Is CROX Doomed?

Crocs, Inc. was one of the market's biggest losers today, shedding 10.7% of its value after a disappointing earnings call. Although revenue and earnings estimates were beat for the last quarter, management announced that it expected an approximate $100 million drop in revenues over the next quarter. The iconic footware company ended the day at $69.08, but is still well above its 52 week low of $46.08 and is 22.76% below its average target price of $89.44. Over the last 12 months, Crocs is down -50.9%, and has underperformed the S&P 500 by 44.5%. The stock has an average analyst rating of buy.

Crocs has a trailing 12 month price to earnings (P/E) ratio of 5.8, which corresponds to its share price divided by its trailing earnings per share (Eps) of $11.96. The company's forward P/E ratio is 6.1 based on its forward Eps of $11.26. By way of comparison, the S&P 500 has historically had an average P/E ratio around 20.

Earnings refer to the net income of the company from its sales operations, and the P/E ratio tells us how much investors are willing to pay for each dollar of these earnings. Whether the company's P/E ratio is within a high or low range tells us how investors are currently valuing the stock's earning potential, but it doesn't tell us how its price will move in the future.
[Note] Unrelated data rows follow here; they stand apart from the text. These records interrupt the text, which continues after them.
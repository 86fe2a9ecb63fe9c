use serde::{Deserialize, Serialize};

use crate::aggregate::AggregationResult;
use crate::filter::PeriodFilter;
use crate::record::{Dimension, Metric};

pub const Y_AXIS_LABEL: &str = "Time (Hours)";

/// Qualitative "Bold" palette. Bars take colours in order and wrap around.
pub const BOLD_PALETTE: [Color; 11] = [
    Color(0x7F3C8D),
    Color(0x11A579),
    Color(0x3969AC),
    Color(0xF2B701),
    Color(0xE73F74),
    Color(0x80BA5A),
    Color(0xE68310),
    Color(0x008695),
    Color(0xCF1C90),
    Color(0xF97B72),
    Color(0xA5AA99),
];

#[derive(Debug, Clone, PartialEq, Serialize, Deserialize)]
pub struct Axis {
    pub label: Option<String>,
}

/// 0xRRGGBB
#[derive(Debug, Copy, Clone, PartialEq, Eq, Serialize, Deserialize)]
pub struct Color(pub u32);

impl Color {
    pub fn rgb(self) -> (u8, u8, u8) {
        (
            ((self.0 >> 16) & 0xFF) as u8,
            ((self.0 >> 8) & 0xFF) as u8,
            (self.0 & 0xFF) as u8,
        )
    }

    pub fn hex(self) -> String {
        format!("#{:06X}", self.0 & 0xFF_FFFF)
    }
}

pub fn palette_color(index: usize) -> Color {
    BOLD_PALETTE[index % BOLD_PALETTE.len()]
}

#[derive(Debug, Clone, PartialEq, Serialize, Deserialize)]
pub struct Bar {
    pub label: String,
    pub value: f64,
    pub color: Color,
    /// Text drawn inside the bar, if any.
    pub annotation: Option<String>,
}

#[derive(Debug, Clone, PartialEq, Serialize, Deserialize)]
pub struct BarSeries {
    pub name: String,
    pub bars: Vec<Bar>,
}

#[derive(Debug, Clone, PartialEq, Serialize, Deserialize)]
pub enum Series {
    Bar(BarSeries),
}

#[derive(Debug, Clone, PartialEq, Serialize, Deserialize)]
pub struct Figure {
    pub title: Option<String>,
    pub x: Axis,
    pub y: Axis,
    pub series: Vec<Series>,
}

impl Figure {
    pub fn new(title: impl Into<Option<String>>) -> Self {
        Self {
            title: title.into(),
            x: Axis { label: None },
            y: Axis { label: None },
            series: Vec::new(),
        }
    }

    pub fn add_series(&mut self, series: Series) {
        self.series.push(series);
    }

    pub fn bars(&self) -> impl Iterator<Item = &Bar> {
        self.series.iter().flat_map(|series| match series {
            Series::Bar(bars) => bars.bars.iter(),
        })
    }

    /// Largest bar value, or 0 for an empty chart.
    pub fn max_value(&self) -> f64 {
        self.bars().map(|b| b.value).fold(0.0, f64::max)
    }
}

pub trait PlotBackend {
    fn draw(&mut self, fig: &Figure) -> anyhow::Result<()>;
}

/// The six charts plus summary text for one selection.
#[derive(Debug, Clone, PartialEq, Serialize, Deserialize)]
pub struct ChartSet {
    pub heading: String,
    pub total: Figure,
    /// One chart per [`Metric::ACTIVITIES`] entry, same order.
    pub activities: Vec<Figure>,
    pub summary: String,
}

impl ChartSet {
    /// Every chart with the metric it plots, total first.
    pub fn figures(&self) -> impl Iterator<Item = (Metric, &Figure)> {
        std::iter::once((Metric::Total, &self.total))
            .chain(Metric::ACTIVITIES.into_iter().zip(self.activities.iter()))
    }
}

/// Whole hours for bar labels. Halves round to even.
pub fn round_hours(hours: f64) -> i64 {
    hours.round_ties_even() as i64
}

pub fn format_total(hours: f64) -> String {
    // -0.0 + 0.0 is +0.0
    format!("Total Time: {:.2} hours", hours + 0.0)
}

fn total_title(dimension: Dimension) -> String {
    match dimension {
        Dimension::YearLabel => "Time Spent by Year Label".to_string(),
        other => format!("Time Spent by {} in Hours", other.column()),
    }
}

fn activity_title(metric: Metric) -> String {
    format!("Time Spent on {} in Hours", metric.label())
}

/// Bar chart of `metric` per group of `aggregation`.
pub fn metric_figure(
    aggregation: &AggregationResult,
    dimension: Dimension,
    metric: Metric,
    annotate: bool,
) -> Figure {
    let title = match metric {
        Metric::Total => total_title(dimension),
        other => activity_title(other),
    };
    let bars = aggregation
        .series(metric)
        .into_iter()
        .enumerate()
        .map(|(i, (label, value))| Bar {
            label,
            value,
            color: palette_color(i),
            annotation: annotate.then(|| round_hours(value).to_string()),
        })
        .collect();
    let mut fig = Figure::new(Some(title));
    fig.x.label = Some(dimension.column().to_string());
    fig.y.label = Some(Y_AXIS_LABEL.to_string());
    fig.add_series(Series::Bar(BarSeries {
        name: metric.column().to_string(),
        bars,
    }));
    fig
}

/// Build every chart for one selection. Pure: no state survives between calls.
pub fn synthesize(
    aggregation: &AggregationResult,
    dimension: Dimension,
    period: &PeriodFilter,
) -> ChartSet {
    ChartSet {
        heading: period.heading(),
        total: metric_figure(aggregation, dimension, Metric::Total, true),
        activities: Metric::ACTIVITIES
            .into_iter()
            .map(|metric| metric_figure(aggregation, dimension, metric, false))
            .collect(),
        summary: format_total(aggregation.grand_total),
    }
}

#[cfg(test)]
mod tests {
    use super::*;
    use crate::aggregate::{aggregate, GroupKey, GroupTotals};
    use crate::record::{Metrics, Record};

    fn block_record(block: &str, total: f64, anki: f64) -> Record {
        Record {
            year_label: "Y1".into(),
            ms2_block: Some(block.into()),
            ms3_rotation: None,
            ms4_rotation: None,
            metrics: Metrics::from_minutes([total, anki, 0.0, 0.0, 0.0, 0.0]),
        }
    }

    fn scenario() -> AggregationResult {
        let records = [
            block_record("A", 120.0, 60.0),
            block_record("B", 60.0, 30.0),
        ];
        let refs: Vec<&Record> = records.iter().collect();
        aggregate(&refs, Dimension::Ms2Block)
    }

    fn values(fig: &Figure) -> Vec<f64> {
        fig.bars().map(|b| b.value).collect()
    }

    #[test]
    fn builds_six_charts_and_summary() {
        let charts = synthesize(&scenario(), Dimension::Ms2Block, &PeriodFilter::from("Y1"));
        assert_eq!(charts.activities.len(), 5);
        assert_eq!(charts.figures().count(), 6);
        assert_eq!(charts.summary, "Total Time: 3.00 hours");
        assert_eq!(charts.heading, "Y1 of Medical School");
        assert_eq!(
            charts.total.title.as_deref(),
            Some("Time Spent by MS2Block in Hours")
        );
        assert_eq!(values(&charts.total), vec![2.0, 1.0]);
        assert_eq!(values(&charts.activities[0]), vec![1.0, 0.5]);
    }

    #[test]
    fn titles_and_axes() {
        let charts = synthesize(&scenario(), Dimension::Ms2Block, &PeriodFilter::All);
        let titles: Vec<&str> = charts
            .activities
            .iter()
            .filter_map(|f| f.title.as_deref())
            .collect();
        assert_eq!(
            titles,
            vec![
                "Time Spent on Anki in Hours",
                "Time Spent on Volunteering in Hours",
                "Time Spent on Research in Hours",
                "Time Spent on Other Activities in Hours",
                "Time Spent on Self-Study in Hours",
            ]
        );
        for (_, fig) in charts.figures() {
            assert_eq!(fig.x.label.as_deref(), Some("MS2Block"));
            assert_eq!(fig.y.label.as_deref(), Some(Y_AXIS_LABEL));
        }
    }

    #[test]
    fn year_label_title_names_year_label() {
        let fig = metric_figure(&scenario(), Dimension::YearLabel, Metric::Total, true);
        assert!(fig.title.unwrap().contains("Year Label"));
    }

    #[test]
    fn only_total_chart_is_annotated() {
        let charts = synthesize(&scenario(), Dimension::Ms2Block, &PeriodFilter::All);
        let labels: Vec<Option<&str>> = charts
            .total
            .bars()
            .map(|b| b.annotation.as_deref())
            .collect();
        assert_eq!(labels, vec![Some("2"), Some("1")]);
        assert!(charts
            .activities
            .iter()
            .all(|fig| fig.bars().all(|b| b.annotation.is_none())));
    }

    #[test]
    fn annotation_rounds_half_to_even() {
        assert_eq!(round_hours(2.5), 2);
        assert_eq!(round_hours(3.5), 4);
        assert_eq!(round_hours(7.49), 7);
        assert_eq!(round_hours(0.0), 0);
    }

    #[test]
    fn palette_wraps_when_groups_exceed_it() {
        let groups: Vec<GroupTotals> = (0..13)
            .map(|i| GroupTotals {
                key: GroupKey::Value(format!("G{:02}", i)),
                record_count: 1,
                sums: Metrics::default(),
            })
            .collect();
        let aggregation = AggregationResult {
            dimension: Dimension::Ms3Rotation,
            groups,
            grand_total: 0.0,
        };
        let fig = metric_figure(&aggregation, Dimension::Ms3Rotation, Metric::Anki, false);
        let colors: Vec<Color> = fig.bars().map(|b| b.color).collect();
        assert_eq!(colors[0], BOLD_PALETTE[0]);
        assert_eq!(colors[10], BOLD_PALETTE[10]);
        assert_eq!(colors[11], BOLD_PALETTE[0]);
        assert_eq!(colors[12], BOLD_PALETTE[1]);
    }

    #[test]
    fn empty_aggregation_gives_empty_charts() {
        let empty = aggregate(&[], Dimension::YearLabel);
        let charts = synthesize(&empty, Dimension::YearLabel, &PeriodFilter::from("MS9"));
        assert_eq!(charts.summary, "Total Time: 0.00 hours");
        assert!(charts.figures().all(|(_, fig)| fig.bars().count() == 0));
        assert_eq!(charts.total.max_value(), 0.0);
    }

    #[test]
    fn negative_zero_total_prints_as_zero() {
        assert_eq!(format_total(-0.0), "Total Time: 0.00 hours");
        assert_eq!(format_total(3.0), "Total Time: 3.00 hours");
    }

    #[test]
    fn color_channels() {
        assert_eq!(Color(0x7F3C8D).rgb(), (0x7F, 0x3C, 0x8D));
        assert_eq!(Color(0x008695).hex(), "#008695");
    }
}
use std::{
    io::{self, Stdout},
    path::PathBuf,
    sync::Arc,
    time::{Duration, Instant},
};

use anyhow::{Context, Result};
use crossterm::{
    event::{self, Event, KeyCode, KeyEvent, KeyEventKind},
    execute,
    terminal::{disable_raw_mode, enable_raw_mode, EnterAlternateScreen, LeaveAlternateScreen},
};
use msq_lib::{
    io::dataset::load_dataset,
    plot::Figure,
    record::Dimension,
    selection::SelectionController,
    Dataset,
};
use ratatui::{
    layout::{Constraint, Direction, Layout, Rect},
    prelude::CrosstermBackend,
    style::{Color, Modifier, Style},
    text::Line,
    widgets::{Bar, BarChart, BarGroup, Block, Borders, List, ListItem, ListState, Paragraph, Wrap},
    Frame, Terminal,
};

fn main() -> Result<()> {
    let path = std::env::args()
        .nth(1)
        .map(PathBuf::from)
        .unwrap_or_else(|| PathBuf::from("MedSchool.csv"));
    let dataset = load_dataset(&path).with_context(|| format!("loading {}", path.display()))?;
    let mut app = App::new(Arc::new(dataset));

    let mut terminal = setup_terminal()?;
    let outcome = run(&mut terminal, &mut app);
    restore_terminal()?;
    outcome
}

fn run(terminal: &mut Terminal<CrosstermBackend<Stdout>>, app: &mut App) -> Result<()> {
    let tick_rate = Duration::from_millis(150);
    let mut last_tick = Instant::now();
    while !app.should_quit {
        terminal.draw(|f| draw(f, app))?;
        let timeout = tick_rate.saturating_sub(last_tick.elapsed());
        if event::poll(timeout)? {
            if let Event::Key(key) = event::read()? {
                if key.kind == KeyEventKind::Press {
                    app.on_key(key);
                }
            }
        }
        if last_tick.elapsed() >= tick_rate {
            last_tick = Instant::now();
        }
    }
    Ok(())
}

fn setup_terminal() -> Result<Terminal<CrosstermBackend<Stdout>>> {
    enable_raw_mode()?;
    let mut stdout = io::stdout();
    execute!(stdout, EnterAlternateScreen)?;
    let backend = CrosstermBackend::new(stdout);
    Terminal::new(backend).context("initializing terminal")
}

fn restore_terminal() -> Result<()> {
    disable_raw_mode()?;
    execute!(io::stdout(), LeaveAlternateScreen)?;
    Ok(())
}

struct App {
    controller: SelectionController,
    status: String,
    should_quit: bool,
}

impl App {
    fn new(dataset: Arc<Dataset>) -> Self {
        let controller = SelectionController::new(dataset);
        let status = format!(
            "{} records loaded. ↑/↓ period, ←/→ dimension, 1-4 pick dimension, q quits.",
            controller.dataset().len()
        );
        Self {
            controller,
            status,
            should_quit: false,
        }
    }

    fn on_key(&mut self, key: KeyEvent) {
        match key.code {
            KeyCode::Char('q') | KeyCode::Esc => {
                self.should_quit = true;
                return;
            }
            KeyCode::Down | KeyCode::Char('p') => {
                self.controller.cycle_period(1);
            }
            KeyCode::Up | KeyCode::Char('P') => {
                self.controller.cycle_period(-1);
            }
            KeyCode::Right | KeyCode::Char('d') => {
                self.controller.cycle_dimension(1);
            }
            KeyCode::Left | KeyCode::Char('D') => {
                self.controller.cycle_dimension(-1);
            }
            KeyCode::Char(c @ '1'..='4') => {
                let idx = c as usize - '1' as usize;
                self.controller.set_dimension(Dimension::ALL[idx]);
            }
            _ => return,
        }
        let selection = self.controller.selection();
        self.status = format!(
            "{} by {}: {}",
            selection.period,
            selection.dimension.label(),
            self.controller.dashboard().charts.summary
        );
    }
}

fn draw(f: &mut Frame, app: &App) {
    let size = f.size();
    let layout = Layout::default()
        .direction(Direction::Vertical)
        .constraints([
            Constraint::Length(4),
            Constraint::Min(0),
            Constraint::Length(3),
        ])
        .split(size);
    draw_header(f, layout[0], app);
    let body = Layout::default()
        .direction(Direction::Horizontal)
        .constraints([Constraint::Length(28), Constraint::Min(0)])
        .split(layout[1]);
    draw_selectors(f, body[0], app);
    draw_charts(f, body[1], app);
    draw_status(f, layout[2], app);
}

fn draw_header(f: &mut Frame, area: Rect, app: &App) {
    let charts = &app.controller.dashboard().charts;
    let lines = vec![
        Line::from(charts.heading.clone()),
        Line::from(charts.summary.clone()),
    ];
    let header = Paragraph::new(lines)
        .style(Style::default().add_modifier(Modifier::BOLD))
        .block(
            Block::default()
                .borders(Borders::ALL)
                .title("Medical School Quantified"),
        );
    f.render_widget(header, area);
}

fn draw_selectors(f: &mut Frame, area: Rect, app: &App) {
    let rows = Layout::default()
        .direction(Direction::Vertical)
        .constraints([Constraint::Min(0), Constraint::Length(6)])
        .split(area);
    let selection = app.controller.selection();

    let periods: Vec<ListItem> = app
        .controller
        .periods()
        .iter()
        .map(|p| ListItem::new(p.to_string()))
        .collect();
    let mut period_state = ListState::default();
    period_state.select(
        app.controller
            .periods()
            .iter()
            .position(|p| *p == selection.period),
    );
    let period_list = List::new(periods)
        .block(Block::default().borders(Borders::ALL).title("Year label"))
        .highlight_style(Style::default().fg(Color::Cyan).add_modifier(Modifier::BOLD))
        .highlight_symbol("> ");
    f.render_stateful_widget(period_list, rows[0], &mut period_state);

    let dimensions: Vec<ListItem> = Dimension::ALL
        .iter()
        .enumerate()
        .map(|(i, d)| ListItem::new(format!("{} {}", i + 1, d.label())))
        .collect();
    let mut dimension_state = ListState::default();
    dimension_state.select(Dimension::ALL.iter().position(|d| *d == selection.dimension));
    let dimension_list = List::new(dimensions)
        .block(Block::default().borders(Borders::ALL).title("Group by"))
        .highlight_style(Style::default().fg(Color::Yellow).add_modifier(Modifier::BOLD))
        .highlight_symbol("> ");
    f.render_stateful_widget(dimension_list, rows[1], &mut dimension_state);
}

fn draw_charts(f: &mut Frame, area: Rect, app: &App) {
    let charts = &app.controller.dashboard().charts;
    let rows = Layout::default()
        .direction(Direction::Vertical)
        .constraints([
            Constraint::Percentage(40),
            Constraint::Percentage(30),
            Constraint::Percentage(30),
        ])
        .split(area);
    render_figure(f, rows[0], &charts.total);

    let top = Layout::default()
        .direction(Direction::Horizontal)
        .constraints([Constraint::Ratio(1, 3); 3])
        .split(rows[1]);
    let bottom = Layout::default()
        .direction(Direction::Horizontal)
        .constraints([Constraint::Ratio(1, 2); 2])
        .split(rows[2]);
    let cells = top.iter().chain(bottom.iter());
    for (fig, cell) in charts.activities.iter().zip(cells) {
        render_figure(f, *cell, fig);
    }
}

fn render_figure(f: &mut Frame, area: Rect, fig: &Figure) {
    let block = Block::default()
        .borders(Borders::ALL)
        .title(fig.title.clone().unwrap_or_default());
    let bars: Vec<Bar> = fig
        .bars()
        .map(|bar| {
            let (r, g, b) = bar.color.rgb();
            let color = Color::Rgb(r, g, b);
            Bar::default()
                .value(tenths(bar.value))
                .text_value(
                    bar.annotation
                        .clone()
                        .unwrap_or_else(|| format!("{:.1}", bar.value)),
                )
                .label(Line::from(bar.label.clone()))
                .style(Style::default().fg(color))
                .value_style(Style::default().fg(Color::Black).bg(color))
        })
        .collect();
    if bars.is_empty() {
        let empty = Paragraph::new("No records for this selection.")
            .wrap(Wrap { trim: true })
            .block(block);
        f.render_widget(empty, area);
        return;
    }
    let chart = BarChart::default()
        .block(block)
        .data(BarGroup::default().bars(&bars))
        .bar_width(bar_width(area, bars.len()))
        .bar_gap(1);
    f.render_widget(chart, area);
}

/// Bar heights in tenths of an hour, so sub-hour activities stay visible.
fn tenths(hours: f64) -> u64 {
    (hours * 10.0).round().max(0.0) as u64
}

fn bar_width(area: Rect, bars: usize) -> u16 {
    let inner = area.width.saturating_sub(2) as usize;
    let per_bar = inner / bars.max(1);
    per_bar.saturating_sub(1).clamp(1, 12) as u16
}

fn draw_status(f: &mut Frame, area: Rect, app: &App) {
    let status = Paragraph::new(app.status.as_str())
        .block(Block::default().borders(Borders::ALL).title("Status"))
        .wrap(Wrap { trim: true });
    f.render_widget(status, area);
}

#[cfg(test)]
mod tests {
    use super::*;
    use crossterm::event::KeyModifiers;
    use msq_lib::{
        filter::PeriodFilter,
        record::{Metrics, Record},
    };
    use ratatui::backend::TestBackend;

    fn record(label: &str, block: Option<&str>, total_minutes: f64) -> Record {
        Record {
            year_label: label.into(),
            ms2_block: block.map(str::to_string),
            ms3_rotation: None,
            ms4_rotation: None,
            metrics: Metrics::from_minutes([total_minutes, total_minutes / 2.0, 0.0, 0.0, 0.0, 0.0]),
        }
    }

    fn app() -> App {
        App::new(Arc::new(Dataset::from_records(vec![
            record("MS1", None, 120.0),
            record("MS2", Some("Cardio"), 240.0),
            record("MS2", Some("Renal"), 60.0),
        ])))
    }

    fn press(app: &mut App, code: KeyCode) {
        app.on_key(KeyEvent::new(code, KeyModifiers::NONE));
    }

    fn screen_text(app: &App) -> String {
        let mut terminal = Terminal::new(TestBackend::new(140, 48)).unwrap();
        terminal.draw(|f| draw(f, app)).unwrap();
        terminal
            .backend()
            .buffer()
            .content()
            .iter()
            .map(|cell| cell.symbol())
            .collect()
    }

    #[test]
    fn arrows_walk_periods_and_dimensions() {
        let mut app = app();
        press(&mut app, KeyCode::Down);
        assert_eq!(app.controller.selection().period, PeriodFilter::from("MS1"));
        press(&mut app, KeyCode::Down);
        press(&mut app, KeyCode::Right);
        let dashboard = app.controller.dashboard();
        assert_eq!(dashboard.selection.dimension, Dimension::Ms2Block);
        assert_eq!(dashboard.aggregation.labels(), vec!["Cardio", "Renal"]);
        assert_eq!(dashboard.charts.summary, "Total Time: 5.00 hours");
        assert!(app.status.contains("Total Time: 5.00 hours"));
    }

    #[test]
    fn number_keys_pick_dimension() {
        let mut app = app();
        press(&mut app, KeyCode::Char('4'));
        assert_eq!(app.controller.selection().dimension, Dimension::Ms4Rotation);
        press(&mut app, KeyCode::Char('1'));
        assert_eq!(app.controller.selection().dimension, Dimension::YearLabel);
    }

    #[test]
    fn quit_keys() {
        let mut app = app();
        press(&mut app, KeyCode::Char('x'));
        assert!(!app.should_quit);
        press(&mut app, KeyCode::Esc);
        assert!(app.should_quit);
    }

    #[test]
    fn renders_summary_and_titles() {
        let app = app();
        let text = screen_text(&app);
        assert!(text.contains("Total Time: 7.00 hours"));
        assert!(text.contains("All of Medical School"));
        assert!(text.contains("Time Spent by Year Label"));
    }

    #[test]
    fn empty_selection_renders_placeholder() {
        let mut app = app();
        press(&mut app, KeyCode::Down);
        press(&mut app, KeyCode::Char('3'));
        let text = screen_text(&app);
        assert!(text.contains("Total Time: 2.00 hours"));
        assert!(text.contains("(none)"));

        let empty = App::new(Arc::new(Dataset::default()));
        let text = screen_text(&empty);
        assert!(text.contains("Total Time: 0.00 hours"));
        assert!(text.contains("No records for this selection."));
    }

    #[test]
    fn tenths_keep_small_values() {
        assert_eq!(tenths(0.5), 5);
        assert_eq!(tenths(12.04), 120);
        assert_eq!(bar_width(Rect::new(0, 0, 40, 10), 3), 11);
        assert_eq!(bar_width(Rect::new(0, 0, 10, 10), 20), 1);
    }
}
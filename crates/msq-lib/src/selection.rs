use log::debug;
use serde::{Deserialize, Serialize};
use std::sync::Arc;

use crate::aggregate::{aggregate, AggregationResult};
use crate::filter::{filter, period_options, PeriodFilter};
use crate::io::dataset::Dataset;
use crate::plot::{synthesize, ChartSet};
use crate::record::Dimension;

/// The two user-chosen parameters. Defaults to every period grouped by year label.
#[derive(Debug, Clone, Default, PartialEq, Eq, Serialize, Deserialize)]
pub struct Selection {
    pub period: PeriodFilter,
    pub dimension: Dimension,
}

impl Selection {
    pub fn new(period: PeriodFilter, dimension: Dimension) -> Self {
        Self { period, dimension }
    }
}

/// Everything rendered for one selection.
#[derive(Debug, Clone, PartialEq, Serialize, Deserialize)]
pub struct Dashboard {
    pub selection: Selection,
    pub aggregation: AggregationResult,
    pub charts: ChartSet,
}

/// Run filter → aggregate → synthesize from scratch for `selection`.
pub fn recompute(dataset: &Dataset, selection: &Selection) -> Dashboard {
    let records = filter(dataset, &selection.period);
    let aggregation = aggregate(&records, selection.dimension);
    let charts = synthesize(&aggregation, selection.dimension, &selection.period);
    debug!(
        "recomputed '{}' by {}: {} of {} records, {}",
        selection.period,
        selection.dimension,
        records.len(),
        dataset.len(),
        charts.summary
    );
    Dashboard {
        selection: selection.clone(),
        aggregation,
        charts,
    }
}

/// Per-session selection state. Every change recomputes the whole dashboard.
pub struct SelectionController {
    dataset: Arc<Dataset>,
    periods: Vec<PeriodFilter>,
    selection: Selection,
    dashboard: Dashboard,
}

impl SelectionController {
    pub fn new(dataset: Arc<Dataset>) -> Self {
        Self::with_selection(dataset, Selection::default())
    }

    pub fn with_selection(dataset: Arc<Dataset>, selection: Selection) -> Self {
        let periods = period_options(&dataset);
        let dashboard = recompute(&dataset, &selection);
        Self {
            dataset,
            periods,
            selection,
            dashboard,
        }
    }

    pub fn dataset(&self) -> &Arc<Dataset> {
        &self.dataset
    }

    pub fn selection(&self) -> &Selection {
        &self.selection
    }

    pub fn dashboard(&self) -> &Dashboard {
        &self.dashboard
    }

    /// Period menu entries, all-periods first.
    pub fn periods(&self) -> &[PeriodFilter] {
        &self.periods
    }

    pub fn select(&mut self, selection: Selection) -> &Dashboard {
        self.selection = selection;
        self.refresh()
    }

    pub fn set_period(&mut self, period: PeriodFilter) -> &Dashboard {
        self.selection.period = period;
        self.refresh()
    }

    pub fn set_dimension(&mut self, dimension: Dimension) -> &Dashboard {
        self.selection.dimension = dimension;
        self.refresh()
    }

    /// Move `step` entries through the period menu, wrapping at either end.
    pub fn cycle_period(&mut self, step: isize) -> &Dashboard {
        let current = self
            .periods
            .iter()
            .position(|p| *p == self.selection.period)
            .unwrap_or(0);
        let next = wrap_index(current, step, self.periods.len());
        self.set_period(self.periods[next].clone())
    }

    pub fn cycle_dimension(&mut self, step: isize) -> &Dashboard {
        let current = Dimension::ALL
            .iter()
            .position(|d| *d == self.selection.dimension)
            .unwrap_or(0);
        let next = wrap_index(current, step, Dimension::ALL.len());
        self.set_dimension(Dimension::ALL[next])
    }

    fn refresh(&mut self) -> &Dashboard {
        self.dashboard = recompute(&self.dataset, &self.selection);
        &self.dashboard
    }
}

fn wrap_index(current: usize, step: isize, len: usize) -> usize {
    if len == 0 {
        return 0;
    }
    (current as isize + step).rem_euclid(len as isize) as usize
}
Crocs's year on year (YOY) quarterly earnings decreased at a rate of -19.0% and its YOY quarterly revenue grew at a rate of 43.5%, which shows that the company's margins are narrowing because of an increase in cost of goods sold. So although its valuation in terms of earnings looks attractive as it has a low P/E ratio, the company's margins are shrinking, which can indicate a rough patch ahead.

The company's gross margins are still 60.5%, indicates that it enjoys a solid competitive advantage over its peers. Indeed, no one makes footwear quite like Crocs -- for better of for worse. Such high margins indicate that the company has significant freedom in how it chooses to price its products, which indicates a lack of serious competition in the market. But investors are clearly spooked by the prospect of these margins narrowing in the future.

Another metric for valuing a stock is its Price to Book (P/B) Ratio, which consists in its share price divided by its book value per share. The book value refers to the present value of the company if it were to be liquidated today (i.e. if it sold all of its assets and paying off all debts). Crocs's P/B ratio of 12.2 indicates that the market value of the company exceeds its book value by a factor of five or more, so the company's assets may be overvalued compared to the average P/B ratio of the S&P500, which stands at 4.5.

CROX's levered free cash flow is $199,707,504. Often touted as a general yardstick for a company's financial health, this number represents the sum of inflows and outflows of cash from all sources, including capital expenses. This is the pool of liquidity that the company can use to reinvest in its business and pay its equity investors a dividend. The stock does not currently pay a dividend, however.

With strong margins, a low P/E ratio, and a positive cash flow, Crocs may look like a good opportunity at first glance. But its inflated valuation in terms of its assets (P/B ratio), declining revenues, and narrowing margins could be signs of troubles ahead. Crocs shows the need for investors to sometimes look beyond the numbers and to perform a qualitative analysis. Is this a solid business that will prosper and grow in the future? Or will Crocs sandals fade away, remembered only as curious footnote in the history of fashion? Most of us know the answer already.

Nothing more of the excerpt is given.